The amount of false positives this demonetization AI has exhibited has caused those fearful for the loss of their income to either seek alternative methods of financing their efforts (e.g. doing advertisements for unethical games and services like RAID: Shadow Legends) or by self-censoring themselves to a ridiculous degree to try and minimize the chance of the AI going haywire. And even if you are not worried about advertising revenue, YouTube will try to push advertiser-friendly content more, since that is what makes them money. So, if you are worried about losing visibility or by how you will pay your rent, you will need to alter your speech and possibly what you are showing.
I recently watched a video on Philosophy Tube where they too had to resort to euphemisms to deal with actual issues in a way that wouldn't get the video soft-blocked. Our ability to communicate real-world ideas that matter is being harmed here.
Note that this isn't a free speech issue. YouTube is entitled to determine who gets to speak and about what on their platform. Nobody is owed a soap box and I believe there are forms of speech that we are morally obligated to block. The issue here is that in many of these cases YouTube doesn't have a problem with the things being said. YouTube has repeatedly acknowledged that their AI is broken and they are trying to tune it to reduce the number of false positives. But these changes are slow and the appeals processes are clogged up. The overlord is still out of the control of its creators.
Like I said previously, AI is a tool among tools. It can be used or abused. But as with all of our tools, we should be the masters of them and not the other way around. I believe AI, as it currently exists, to be an extreme idiot masquerading as an intelligence. And this appearance of intelligence has caused us to put it into roles where it rules us instead of assisting us.
I believe this is worthy of criticism. For sites as big as YouTube AI might be the only way forward, but if that is the case, we should consider if sites like YouTube are viable in that case. Perhaps spaces for humans can only be reasonably lead by humans.

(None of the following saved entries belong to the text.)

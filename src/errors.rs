use actix_web::{HttpResponse, ResponseError, http::StatusCode};
use askama::Template;
use std::fmt;

const NOT_FOUND_PAGE: &str = include_str!("../templates/errors/404.html");

#[derive(Debug)]
pub enum AppError {
    Db(sqlx::Error),
    Template(askama::Error),
    Timestamp(String),
    Seed(String),
    Csrf,
    NotFound,
}

impl fmt::Display for AppError {
    fn fmt(&self, f: &mut fmt::Formatter<'_>) -> fmt::Result {
        match self {
            AppError::Db(e) => write!(f, "Database error: {e}"),
            AppError::Template(e) => write!(f, "Template error: {e}"),
            AppError::Timestamp(e) => write!(f, "Malformed timestamp: {e}"),
            AppError::Seed(e) => write!(f, "Seed error: {e}"),
            AppError::Csrf => write!(f, "Invalid or missing CSRF token"),
            AppError::NotFound => write!(f, "Not found"),
        }
    }
}

impl std::error::Error for AppError {}

impl ResponseError for AppError {
    fn status_code(&self) -> StatusCode {
        match self {
            AppError::NotFound => StatusCode::NOT_FOUND,
            AppError::Csrf => StatusCode::FORBIDDEN,
            _ => StatusCode::INTERNAL_SERVER_ERROR,
        }
    }

    fn error_response(&self) -> HttpResponse {
        match self {
            AppError::NotFound => HttpResponse::NotFound()
                .content_type("text/html; charset=utf-8")
                .body(NOT_FOUND_PAGE),
            AppError::Csrf => HttpResponse::Forbidden().body("Invalid or missing CSRF token"),
            _ => {
                log::error!("{self}");
                HttpResponse::InternalServerError().body("Internal Server Error")
            }
        }
    }
}

impl From<sqlx::Error> for AppError {
    fn from(e: sqlx::Error) -> Self {
        AppError::Db(e)
    }
}

impl From<askama::Error> for AppError {
    fn from(e: askama::Error) -> Self {
        AppError::Template(e)
    }
}

/// Render a template into a 200 HTML response.
pub fn render(tmpl: impl Template) -> Result<HttpResponse, AppError> {
    let body = tmpl.render()?;
    Ok(HttpResponse::Ok()
        .content_type("text/html; charset=utf-8")
        .body(body))
}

I believe in terms of classifying content to be acceptable or unacceptable, we can do so without creating impossible to understand magic boxes. I prefer a model similar to that of the Mastodon/Fediverse where where instead of building massive silos, which become impossible to moderate, we build interconnected communities. These communities are responsible of moderating themselves and communities that fail to do so in ways we deem necessary get cast out of our federation. Not only does this allow disagreement of the standards we set upon ourselves but it also distributes the moderation burden.
But in general, I believe we should inspect very carefully what kind of power we put in the hands of AI. We should naturally also be critical of what power we give to software, but in terms of software at least issues of responsibility and ability to fix problems are more clear. In my view, the optimal scenario in terms of utilizing AI would be to leave hard, but ultimately not very important tasks for AIs where the potential harm caused by wrong decisions is minimal. In cases where decisions have potentially harmful consequences, a human should at least monitor and verify these decisions, if only to have a human we can ask for an explanation after mistakes are made.